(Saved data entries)
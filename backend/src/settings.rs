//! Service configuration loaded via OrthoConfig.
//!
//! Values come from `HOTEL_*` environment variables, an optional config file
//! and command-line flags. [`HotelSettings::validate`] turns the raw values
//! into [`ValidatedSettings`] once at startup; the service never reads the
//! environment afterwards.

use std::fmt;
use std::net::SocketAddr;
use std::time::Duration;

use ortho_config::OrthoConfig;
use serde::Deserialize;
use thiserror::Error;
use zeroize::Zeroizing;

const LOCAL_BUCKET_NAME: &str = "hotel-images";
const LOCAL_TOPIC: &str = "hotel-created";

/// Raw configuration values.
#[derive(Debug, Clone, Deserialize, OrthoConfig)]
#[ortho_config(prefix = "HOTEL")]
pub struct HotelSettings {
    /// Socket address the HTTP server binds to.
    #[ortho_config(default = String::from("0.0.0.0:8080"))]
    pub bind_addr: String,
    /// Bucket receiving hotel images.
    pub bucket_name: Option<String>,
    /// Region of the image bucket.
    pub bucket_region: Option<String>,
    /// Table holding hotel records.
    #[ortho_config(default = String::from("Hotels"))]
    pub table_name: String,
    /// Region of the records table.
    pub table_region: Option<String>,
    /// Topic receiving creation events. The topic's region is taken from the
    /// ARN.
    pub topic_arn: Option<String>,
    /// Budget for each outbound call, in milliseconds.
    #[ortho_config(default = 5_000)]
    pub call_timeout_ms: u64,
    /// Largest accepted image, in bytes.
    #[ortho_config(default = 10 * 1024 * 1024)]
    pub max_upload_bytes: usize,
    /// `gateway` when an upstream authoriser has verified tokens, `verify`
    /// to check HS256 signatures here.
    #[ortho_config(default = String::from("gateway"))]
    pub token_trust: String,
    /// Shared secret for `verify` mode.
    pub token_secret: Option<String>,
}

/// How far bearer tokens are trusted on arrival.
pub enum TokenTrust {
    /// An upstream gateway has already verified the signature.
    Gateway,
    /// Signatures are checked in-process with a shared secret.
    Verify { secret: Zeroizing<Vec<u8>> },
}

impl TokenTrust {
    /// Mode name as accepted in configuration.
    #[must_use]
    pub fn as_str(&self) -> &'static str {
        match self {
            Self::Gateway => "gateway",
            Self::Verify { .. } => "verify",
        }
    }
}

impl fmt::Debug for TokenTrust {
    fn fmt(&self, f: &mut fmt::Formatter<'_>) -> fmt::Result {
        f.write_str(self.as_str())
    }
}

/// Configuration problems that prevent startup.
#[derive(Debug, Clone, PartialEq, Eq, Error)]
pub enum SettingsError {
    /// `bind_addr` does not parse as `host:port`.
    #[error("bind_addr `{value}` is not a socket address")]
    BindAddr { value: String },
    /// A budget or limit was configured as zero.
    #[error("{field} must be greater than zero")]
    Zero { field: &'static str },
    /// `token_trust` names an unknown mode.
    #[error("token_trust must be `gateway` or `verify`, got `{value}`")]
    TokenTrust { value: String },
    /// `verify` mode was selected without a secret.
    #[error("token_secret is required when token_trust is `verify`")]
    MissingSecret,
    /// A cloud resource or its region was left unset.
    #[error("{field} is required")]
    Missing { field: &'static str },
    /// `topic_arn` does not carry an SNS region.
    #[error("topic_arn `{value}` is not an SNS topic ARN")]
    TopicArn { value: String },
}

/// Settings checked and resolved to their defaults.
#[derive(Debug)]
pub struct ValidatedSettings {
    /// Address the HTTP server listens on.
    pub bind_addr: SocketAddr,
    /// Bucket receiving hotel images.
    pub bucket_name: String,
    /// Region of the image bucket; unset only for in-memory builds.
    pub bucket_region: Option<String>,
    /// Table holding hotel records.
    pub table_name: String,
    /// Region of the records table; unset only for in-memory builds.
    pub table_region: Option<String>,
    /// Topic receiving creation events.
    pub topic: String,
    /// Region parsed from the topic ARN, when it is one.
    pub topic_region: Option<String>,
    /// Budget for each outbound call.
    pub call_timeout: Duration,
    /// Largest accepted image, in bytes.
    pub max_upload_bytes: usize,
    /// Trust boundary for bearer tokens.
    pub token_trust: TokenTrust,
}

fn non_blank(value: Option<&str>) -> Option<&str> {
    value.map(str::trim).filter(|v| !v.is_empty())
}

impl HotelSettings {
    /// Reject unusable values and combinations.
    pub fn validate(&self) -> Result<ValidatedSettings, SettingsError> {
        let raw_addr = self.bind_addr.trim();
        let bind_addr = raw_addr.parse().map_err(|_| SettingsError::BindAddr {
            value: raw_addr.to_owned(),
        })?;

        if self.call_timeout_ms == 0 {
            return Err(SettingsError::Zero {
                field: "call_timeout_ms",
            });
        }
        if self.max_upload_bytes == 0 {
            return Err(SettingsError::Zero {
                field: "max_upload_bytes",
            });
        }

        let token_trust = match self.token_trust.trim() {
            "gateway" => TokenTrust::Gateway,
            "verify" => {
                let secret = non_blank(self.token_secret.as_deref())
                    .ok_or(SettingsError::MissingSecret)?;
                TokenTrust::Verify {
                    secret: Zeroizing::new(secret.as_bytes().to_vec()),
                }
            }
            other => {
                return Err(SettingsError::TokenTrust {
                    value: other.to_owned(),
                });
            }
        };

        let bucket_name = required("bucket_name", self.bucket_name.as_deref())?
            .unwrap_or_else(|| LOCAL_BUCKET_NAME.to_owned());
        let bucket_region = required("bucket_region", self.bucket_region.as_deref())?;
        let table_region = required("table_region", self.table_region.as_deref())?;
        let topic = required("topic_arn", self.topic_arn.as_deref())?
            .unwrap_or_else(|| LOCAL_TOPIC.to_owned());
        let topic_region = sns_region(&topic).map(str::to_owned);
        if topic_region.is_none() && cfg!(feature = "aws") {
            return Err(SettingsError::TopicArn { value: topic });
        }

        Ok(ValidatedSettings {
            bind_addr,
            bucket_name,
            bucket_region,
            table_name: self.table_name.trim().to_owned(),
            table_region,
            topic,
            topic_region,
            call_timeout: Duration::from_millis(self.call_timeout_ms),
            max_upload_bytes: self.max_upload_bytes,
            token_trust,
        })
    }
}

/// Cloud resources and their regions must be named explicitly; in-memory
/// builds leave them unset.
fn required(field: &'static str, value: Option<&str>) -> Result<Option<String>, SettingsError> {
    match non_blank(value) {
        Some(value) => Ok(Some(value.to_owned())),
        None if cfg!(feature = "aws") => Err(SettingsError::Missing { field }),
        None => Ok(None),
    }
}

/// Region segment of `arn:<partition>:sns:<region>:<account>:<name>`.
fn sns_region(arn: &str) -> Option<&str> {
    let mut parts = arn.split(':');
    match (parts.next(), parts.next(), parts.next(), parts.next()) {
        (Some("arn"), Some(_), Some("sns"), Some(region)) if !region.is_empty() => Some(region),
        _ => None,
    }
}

WHAT TO DO
Beginning at the line that contains "match (parts.next(), parts.next(), parts.next(), parts.next())", reproduce every line down to the last line of the entries above, exactly and only those.

TASK ANSWER
    match (parts.next(), parts.next(), parts.next(), parts.next()) {
        (Some("arn"), Some(_), Some("sns"), Some(region)) if !region.is_empty() => Some(region),
        _ => None,
    }
}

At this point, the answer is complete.